Azure Speech text to speech
Azure Speech in Foundry Tools (also branded as Azure AI Speech, now surfaced through Foundry Tools) provides text to speech to convert text or Speech Synthesis Markup Language (SSML) into synthesized audio. This solution uses text to speech to announce item labels. Free-tier allowances and pricing can change; check Azure Speech pricing for current text to speech quotas and costs.
For Text-to-speech REST API calls, the Azure Speech key must match the regional endpoint you call, such as https://<region>.tts.speech.microsoft.com/cognitiveservices/v1; keys are valid only in the region where the Speech resource was created. The current linked sample deployment template exposes only azureSpeechServicesKey, and the Camera Capture Module code calls the Southeast Asia (southeastasia) Speech REST endpoints. For this exercise, use a Speech resource in Southeast Asia with the existing template. To use another region, first update the sample code and deployment template to make the Speech region or endpoint configurable.

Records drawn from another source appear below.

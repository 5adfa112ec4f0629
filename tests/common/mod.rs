// tests/common/mod.rs

//! Shared test utilities and helpers for integration tests.

#![allow(dead_code)]

use pkgcook::{Kitchen, KitchenConfig};
use std::fs;
use std::os::unix::fs::PermissionsExt;
use std::path::{Path, PathBuf};
use std::sync::OnceLock;
use tempfile::TempDir;
use walkdir::WalkDir;

/// Stand-in compilers, each in its own directory so a test picks one by search path.
pub struct Toolchain {
    _root: TempDir,
    /// `dmd` that writes a small script named after the first source file
    pub working: PathBuf,
    /// `dmd` that prints a diagnostic and exits 1
    pub broken: PathBuf,
    /// `dmd` that prints its diagnostic on stdout and exits 1
    pub chatty: PathBuf,
    /// `dmd` that exits 0 without writing anything
    pub silent: PathBuf,
    /// No `dmd` at all
    pub empty: PathBuf,
}

const WORKING_DMD: &str = r#"#!/bin/sh
out=""
for arg in "$@"; do
    case "$arg" in
        -*) ;;
        *.d)
            if [ ! -f "$arg" ]; then
                echo "Error: module $arg not found" >&2
                exit 1
            fi
            [ -z "$out" ] && out="${arg%.d}"
            ;;
    esac
done
if [ -z "$out" ]; then
    echo "Error: no source files" >&2
    exit 1
fi
printf '#!/bin/sh\necho "built with: %s"\n' "$*" > "$out"
"#;

const BROKEN_DMD: &str = r#"#!/bin/sh
echo 'loggerd.d(3): Error: undefined identifier `oops`' >&2
exit 1
"#;

const CHATTY_DMD: &str = "#!/bin/sh\necho 'loggerd.d(1): Error: boom'\nexit 1\n";

const SILENT_DMD: &str = "#!/bin/sh\nexit 0\n";

/// Fake toolchains, written once per test binary.
///
/// Written before any test spawns them so no script is still open for
/// writing when another thread forks.
pub fn toolchain() -> &'static Toolchain {
    static TOOLCHAIN: OnceLock<Toolchain> = OnceLock::new();
    TOOLCHAIN.get_or_init(|| {
        let root = tempfile::tempdir().unwrap();
        let working = write_tool(root.path(), "working", WORKING_DMD);
        let broken = write_tool(root.path(), "broken", BROKEN_DMD);
        let chatty = write_tool(root.path(), "chatty", CHATTY_DMD);
        let silent = write_tool(root.path(), "silent", SILENT_DMD);
        let empty = root.path().join("empty");
        fs::create_dir_all(&empty).unwrap();

        Toolchain {
            _root: root,
            working,
            broken,
            chatty,
            silent,
            empty,
        }
    })
}

fn write_tool(root: &Path, dir: &str, script: &str) -> PathBuf {
    let dir = root.join(dir);
    fs::create_dir_all(&dir).unwrap();
    let tool = dir.join("dmd");
    fs::write(&tool, script).unwrap();
    fs::set_permissions(&tool, fs::Permissions::from_mode(0o755)).unwrap();
    dir
}

/// Create `<root>/src/loggerd.d` and return the source directory.
pub fn loggerd_source(root: &Path) -> PathBuf {
    let src = root.join("src");
    fs::create_dir_all(&src).unwrap();
    fs::write(
        src.join("loggerd.d"),
        "import std.stdio;\nvoid main() { writeln(\"loggerd\"); }\n",
    )
    .unwrap();
    src
}

/// Kitchen staging under `<root>/dest`, packaging into `<root>/out`.
pub fn kitchen(root: &Path, search_path: &Path) -> Kitchen {
    Kitchen::new(
        KitchenConfig::new(root.join("dest"), root.join("out")).with_search_path(search_path),
    )
}

/// All non-directory entries under `root`, sorted.
pub fn files_under(root: &Path) -> Vec<PathBuf> {
    if !root.exists() {
        return Vec::new();
    }
    WalkDir::new(root)
        .sort_by_file_name()
        .into_iter()
        .map(|e| e.unwrap())
        .filter(|e| !e.file_type().is_dir())
        .map(|e| e.path().to_path_buf())
        .collect()
}

/// Permission bits of a file.
pub fn mode_of(path: &Path) -> u32 {
    fs::metadata(path).unwrap().permissions().mode() & 0o777
}
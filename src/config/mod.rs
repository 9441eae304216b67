/// Configuration management for the docflow server
///
/// Every value can be overridden through a `DOCFLOW_*` environment variable
/// so the same binary runs unchanged in containers.

use serde::{Deserialize, Serialize};

/// Main application configuration
#[derive(Debug, Clone, Serialize, Deserialize)]
pub struct Config {
    pub server: ServerConfig,
    pub database: DatabaseConfig,
    pub engine: EngineConfig,
}

/// HTTP server configuration
#[derive(Debug, Clone, Serialize, Deserialize)]
pub struct ServerConfig {
    /// Server bind address (e.g., "0.0.0.0")
    pub host: String,
    pub port: u16,
}

#[derive(Debug, Clone, Serialize, Deserialize)]
pub struct DatabaseConfig {
    /// SQLite file holding definitions and instances
    pub path: String,
}

/// Engine and background job settings
#[derive(Debug, Clone, Serialize, Deserialize)]
pub struct EngineConfig {
    /// Six-field cron expression for the timeout sweeper
    pub sweep_schedule: String,
    /// How many times a write that lost a version race is recomputed
    pub max_conflict_retries: u32,
    /// Install the bundled templates when their names are not taken
    pub seed_defaults: bool,
    /// Where notification events are POSTed; log-only when unset
    pub notify_webhook_url: Option<String>,
    /// JSON role/department membership table for assignee resolution
    pub directory_file: Option<String>,
}

impl Default for Config {
    /// Default configuration with ENV_VAR support for k8s/container deployment
    fn default() -> Self {
        Self {
            server: ServerConfig {
                host: std::env::var("DOCFLOW_HOST").unwrap_or_else(|_| "0.0.0.0".to_string()),
                port: env_parse("DOCFLOW_PORT", 3004),
            },
            database: DatabaseConfig {
                path: std::env::var("DOCFLOW_DATABASE_PATH")
                    .unwrap_or_else(|_| "data/docflow.db".to_string()),
            },
            engine: EngineConfig {
                sweep_schedule: std::env::var("DOCFLOW_SWEEP_SCHEDULE")
                    .unwrap_or_else(|_| "0 */5 * * * *".to_string()),
                max_conflict_retries: env_parse("DOCFLOW_MAX_CONFLICT_RETRIES", 3),
                seed_defaults: env_parse("DOCFLOW_SEED_DEFAULTS", true),
                notify_webhook_url: env_opt("DOCFLOW_NOTIFY_WEBHOOK_URL"),
                directory_file: env_opt("DOCFLOW_DIRECTORY_FILE"),
            },
        }
    }
}

fn env_parse<T: std::str::FromStr>(key: &str, default: T) -> T {
    std::env::var(key)
        .ok()
        .and_then(|value| value.trim().parse().ok())
        .unwrap_or(default)
}

fn env_opt(key: &str) -> Option<String> {
    std::env::var(key).ok().filter(|value| !value.trim().is_empty())
}
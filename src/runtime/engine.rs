//! Workflow engine: the instance state machine
//!
//! Every mutation follows the same path: load the instance, compute the
//! new state against its definition, then write it back guarded by the row
//! version. A `Conflict` on write means another writer (a second assignee
//! or the timeout sweeper) got there first; the engine reloads and
//! recomputes, so the loser sees the winner's result (`NotAssigned` or
//! `InvalidState`) rather than overwriting it.

use crate::error::{WorkflowError, WorkflowResult};
use crate::instance::storage::{
    InstanceStorage, StatisticsQuery, TaskQuery, TaskSummary, WorkflowStatistics,
};
use crate::instance::types::{
    DocumentRef, HistoryEntry, InstanceStatus, Priority, WorkflowInstance, SYSTEM_PRINCIPAL,
};
use crate::runtime::actions::{ActionContext, ActionRegistry};
use crate::runtime::assignee::{AssigneeResolver, ResolutionContext};
use crate::runtime::condition;
use crate::runtime::notify::{NotificationGateway, NotificationKind, WorkflowEvent};
use crate::workflow::registry::DefinitionStore;
use crate::workflow::types::{
    ActionType, Stage, StageAction, StageType, TimeoutAction, WorkflowDefinition,
};
use chrono::{DateTime, Duration, Utc};
use serde::Deserialize;
use serde_json::{json, Map, Value};
use std::sync::Arc;

/// Variable key holding the principal used for `manager` assignment
pub const MANAGER_VARIABLE: &str = "managerId";

#[derive(Debug, Clone, Default, Deserialize)]
#[serde(rename_all = "camelCase")]
pub struct StartOptions {
    pub user_id: String,
    pub document_number: Option<String>,
    pub document_type: Option<String>,
    #[serde(default)]
    pub variables: Map<String, Value>,
    #[serde(default)]
    pub priority: Priority,
    pub deadline: Option<DateTime<Utc>>,
    pub manager_id: Option<String>,
}

#[derive(Debug, Clone, Default, Deserialize)]
#[serde(rename_all = "camelCase")]
pub struct ActionOptions {
    pub user_id: String,
    pub comment: Option<String>,
    #[serde(default)]
    pub attachments: Vec<String>,
    /// Merged into the instance variables before conditions are checked
    #[serde(default)]
    pub variables: Map<String, Value>,
    /// Target principal when the action is `delegate`
    pub delegate_to: Option<String>,
}

#[derive(Debug, Clone, Default, Deserialize)]
#[serde(rename_all = "camelCase")]
pub struct DelegateOptions {
    pub user_id: String,
    pub comment: Option<String>,
}

#[derive(Debug, Clone, Default, Deserialize)]
#[serde(rename_all = "camelCase")]
pub struct CancelOptions {
    pub user_id: String,
    pub reason: Option<String>,
}

/// Who is acting on a pending task
#[derive(Debug, Clone, Copy)]
enum Actor<'a> {
    /// A principal acting on their own pending task
    Assignee(&'a str),
    /// The engine acting on a specific task after a timeout
    System { task_id: &'a str },
}

/// Where an action sends the instance
#[derive(Debug, Clone, PartialEq)]
enum Route {
    Stay,
    Finish(&'static str),
    Enter(String),
}

/// What the sweeper did to one instance
#[derive(Debug, Clone, Copy, PartialEq, Eq)]
pub enum TimeoutOutcome {
    Untouched,
    Escalated(usize),
    Notified(usize),
    AutoApproved,
    AutoRejected,
}

pub struct WorkflowEngine {
    definitions: Arc<DefinitionStore>,
    instances: InstanceStorage,
    resolver: AssigneeResolver,
    actions: ActionRegistry,
    notifier: NotificationGateway,
    max_conflict_retries: u32,
}
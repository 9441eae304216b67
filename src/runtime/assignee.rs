//! Assignee resolution
//!
//! Turns a stage's abstract assignment (user / role / department / manager /
//! custom) into concrete principal ids. Resolution never fails: an empty
//! result is a valid outcome that leaves the stage without pending tasks.

use crate::workflow::types::{AssigneeType, Stage};
use anyhow::Result;
use async_trait::async_trait;
use serde::Deserialize;
use std::{collections::HashMap, path::Path, sync::Arc};

/// External membership lookup for roles and departments
#[async_trait]
pub trait Directory: Send + Sync {
    async fn role_members(&self, role: &str) -> Result<Vec<String>>;
    async fn department_members(&self, department: &str) -> Result<Vec<String>>;
}

/// Directory backed by a fixed membership table, loadable from JSON:
/// `{ "roles": { "reviewer": ["bob"] }, "departments": { "legal": ["lena"] } }`
#[derive(Debug, Clone, Default, Deserialize)]
pub struct StaticDirectory {
    #[serde(default)]
    pub roles: HashMap<String, Vec<String>>,
    #[serde(default)]
    pub departments: HashMap<String, Vec<String>>,
}

impl StaticDirectory {
    pub fn from_file(path: impl AsRef<Path>) -> Result<Self> {
        let path = path.as_ref();
        let raw = std::fs::read_to_string(path)
            .map_err(|e| anyhow::anyhow!("Failed to read directory file '{}': {}", path.display(), e))?;
        Ok(serde_json::from_str(&raw)?)
    }
}

#[async_trait]
impl Directory for StaticDirectory {
    async fn role_members(&self, role: &str) -> Result<Vec<String>> {
        Ok(self.roles.get(role).cloned().unwrap_or_default())
    }

    async fn department_members(&self, department: &str) -> Result<Vec<String>> {
        Ok(self.departments.get(department).cloned().unwrap_or_default())
    }
}

/// What the resolver may consult about the instance being routed
#[derive(Debug, Clone, Default)]
pub struct ResolutionContext {
    pub manager_id: Option<String>,
}

#[derive(Clone, Default)]
pub struct AssigneeResolver {
    directory: Option<Arc<dyn Directory>>,
}

impl AssigneeResolver {
    pub fn new(directory: Option<Arc<dyn Directory>>) -> Self {
        Self { directory }
    }

    /// Resolve a stage's assignment into distinct principal ids
    pub async fn resolve(&self, stage: &Stage, context: &ResolutionContext) -> Vec<String> {
        let Some(spec) = &stage.assignees else {
            return Vec::new();
        };

        let resolved = match spec.assignee_type {
            AssigneeType::User => spec.value.clone(),
            AssigneeType::Role | AssigneeType::Department => {
                self.resolve_group(spec.assignee_type, &spec.value).await
            }
            AssigneeType::Manager => context.manager_id.iter().cloned().collect(),
            AssigneeType::Custom => {
                tracing::warn!(
                    "Stage '{}' uses custom assignment ({:?}); expressions are not evaluated",
                    stage.name,
                    spec.expression
                );
                Vec::new()
            }
        };

        let mut distinct: Vec<String> = Vec::with_capacity(resolved.len());
        for principal in resolved {
            if !principal.is_empty() && !distinct.contains(&principal) {
                distinct.push(principal);
            }
        }
        distinct
    }

    /// Expand groups through the directory; without one (or when a lookup
    /// fails) the configured values are used as principal ids verbatim
    async fn resolve_group(&self, kind: AssigneeType, groups: &[String]) -> Vec<String> {
        let Some(directory) = &self.directory else {
            return groups.to_vec();
        };

        let mut principals = Vec::new();
        for group in groups {
            let members = match kind {
                AssigneeType::Role => directory.role_members(group).await,
                _ => directory.department_members(group).await,
            };
            match members {
                Ok(members) => principals.extend(members),
                Err(e) => {
                    tracing::warn!("Directory lookup for '{}' failed, using it verbatim: {}", group, e);
                    principals.push(group.clone());
                }
            }
        }
        principals
    }
}
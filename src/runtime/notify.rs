//! Workflow notifications
//!
//! The engine emits stage lifecycle events to a sink without waiting for
//! delivery. A failing sink is logged and never reaches the state
//! transition that produced the event.

use anyhow::Result;
use async_trait::async_trait;
use chrono::{DateTime, Utc};
use serde::Serialize;
use serde_json::Value;
use std::sync::Arc;

#[derive(Debug, Clone, Copy, PartialEq, Eq, Serialize)]
#[serde(rename_all = "snake_case")]
pub enum NotificationKind {
    OnEnter,
    OnExit,
    OnTimeout,
    OnComplete,
}

#[derive(Debug, Clone, Serialize)]
#[serde(rename_all = "camelCase")]
pub struct WorkflowEvent {
    pub kind: NotificationKind,
    pub instance_id: String,
    pub document_id: String,
    pub definition_name: String,
    pub stage: String,
    pub recipients: Vec<String>,
    pub occurred_at: DateTime<Utc>,
    #[serde(skip_serializing_if = "Value::is_null")]
    pub detail: Value,
}

/// Delivery channel for workflow events (email, push, chat, ...)
#[async_trait]
pub trait NotificationSink: Send + Sync {
    async fn send(&self, event: &WorkflowEvent) -> Result<()>;
}

/// Writes events to the log only
#[derive(Debug, Clone, Copy, Default)]
pub struct LogSink;

#[async_trait]
impl NotificationSink for LogSink {
    async fn send(&self, event: &WorkflowEvent) -> Result<()> {
        tracing::info!(
            "📣 {:?} {} stage '{}' -> {:?}",
            event.kind,
            event.instance_id,
            event.stage,
            event.recipients
        );
        Ok(())
    }
}

/// POSTs each event as JSON to a configured URL
#[derive(Debug, Clone)]
pub struct WebhookSink {
    client: reqwest::Client,
    url: String,
}

impl WebhookSink {
    pub fn new(url: impl Into<String>) -> Self {
        Self {
            client: reqwest::Client::new(),
            url: url.into(),
        }
    }
}

#[async_trait]
impl NotificationSink for WebhookSink {
    async fn send(&self, event: &WorkflowEvent) -> Result<()> {
        let response = self.client.post(&self.url).json(event).send().await?;
        if !response.status().is_success() {
            return Err(anyhow::anyhow!(
                "notification webhook returned {}",
                response.status()
            ));
        }
        Ok(())
    }
}

#[derive(Clone)]
pub struct NotificationGateway {
    sink: Arc<dyn NotificationSink>,
}

impl Default for NotificationGateway {
    fn default() -> Self {
        Self::new(Arc::new(LogSink))
    }
}

impl NotificationGateway {
    pub fn new(sink: Arc<dyn NotificationSink>) -> Self {
        Self { sink }
    }

    /// Hand events to the sink in the background
    pub fn emit_all(&self, events: Vec<WorkflowEvent>) {
        if events.is_empty() {
            return;
        }
        let sink = Arc::clone(&self.sink);
        tokio::spawn(async move {
            for event in events {
                if let Err(e) = sink.send(&event).await {
                    tracing::warn!(
                        "⚠️ Notification {:?} for instance {} not delivered: {}",
                        event.kind,
                        event.instance_id,
                        e
                    );
                }
            }
        });
    }
}

#[cfg(test)]
mod tests {
    use super::*;
    use std::sync::Mutex;
    use std::time::Duration;

    #[derive(Default)]
    struct Recording(Mutex<Vec<NotificationKind>>);

    #[async_trait]
    impl NotificationSink for Recording {
        async fn send(&self, event: &WorkflowEvent) -> Result<()> {
            self.0.lock().unwrap().push(event.kind);
            Ok(())
        }
    }

    struct Broken;

    #[async_trait]
    impl NotificationSink for Broken {
        async fn send(&self, _event: &WorkflowEvent) -> Result<()> {
            Err(anyhow::anyhow!("smtp down"))
        }
    }

    fn event(kind: NotificationKind) -> WorkflowEvent {
        WorkflowEvent {
            kind,
            instance_id: "wi-1".into(),
            document_id: "doc-1".into(),
            definition_name: "memo".into(),
            stage: "review".into(),
            recipients: vec!["bob".into()],
            occurred_at: Utc::now(),
            detail: Value::Null,
        }
    }

    #[tokio::test]
    async fn events_are_delivered_in_order() {
        let sink = Arc::new(Recording::default());
        let gateway = NotificationGateway::new(sink.clone());
        gateway.emit_all(vec![event(NotificationKind::OnExit), event(NotificationKind::OnEnter)]);

        for _ in 0..100 {
            if sink.0.lock().unwrap().len() == 2 {
                break;
            }
            tokio::time::sleep(Duration::from_millis(10)).await;
        }
        assert_eq!(
            *sink.0.lock().unwrap(),
            vec![NotificationKind::OnExit, NotificationKind::OnEnter]
        );
    }

    #[tokio::test]
    async fn failing_sink_does_not_panic_the_caller() {
        let gateway = NotificationGateway::new(Arc::new(Broken));
        gateway.emit_all(vec![event(NotificationKind::OnTimeout)]);
        tokio::time::sleep(Duration::from_millis(20)).await;
    }
}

Before you build or modify the linked sample's text-to-speech code, verify the current en-AU neural voice names in the live Azure Speech language and voice support catalog. You can also use the Text-to-speech REST API voices list endpoint for your Speech region. The archived sample contains en-AU-Catherine, a retired non-neural Standard voice; don't deploy with that value. Replace it with a currently supported en-AU neural voice. Also update the SSML generated by modules\CameraCaptureOpenCV\app\azure_text_speech.py: the archived sample hardcodes xml:lang values as en-us or en-US, so replacing only modules\CameraCaptureOpenCV\app\speech_map_australian.json with an en-AU-*Neural voice leaves the SSML locale inconsistent. Change every SSML xml:lang value used for the <speak> and <voice> elements to match the selected voice locale, such as en-AU, or refactor the code and configuration to derive the locale from selected voice metadata and render that locale into the SSML. Voice names such as en-AU-JoanneNeural, en-AU-NatashaNeural, or en-AU-WilliamNeural are examples only; always check the catalog for the latest supported voices before using one.
Warning
The azureSpeechServicesKey value is a secret. Replace any sample key with your own local lab value only when preparing your deployment, remove any hardcoded default before building images or generating a deployment manifest, don't commit real keys, and rotate the Azure AI services key if a key is exposed.
In this module, the Camera Capture Module handles scanning items using a camera. It then calls the Image Classification module to identify the item, calls Azure Speech text to speech to convert the item label to speech, and plays the scanned item's name on the attached speaker.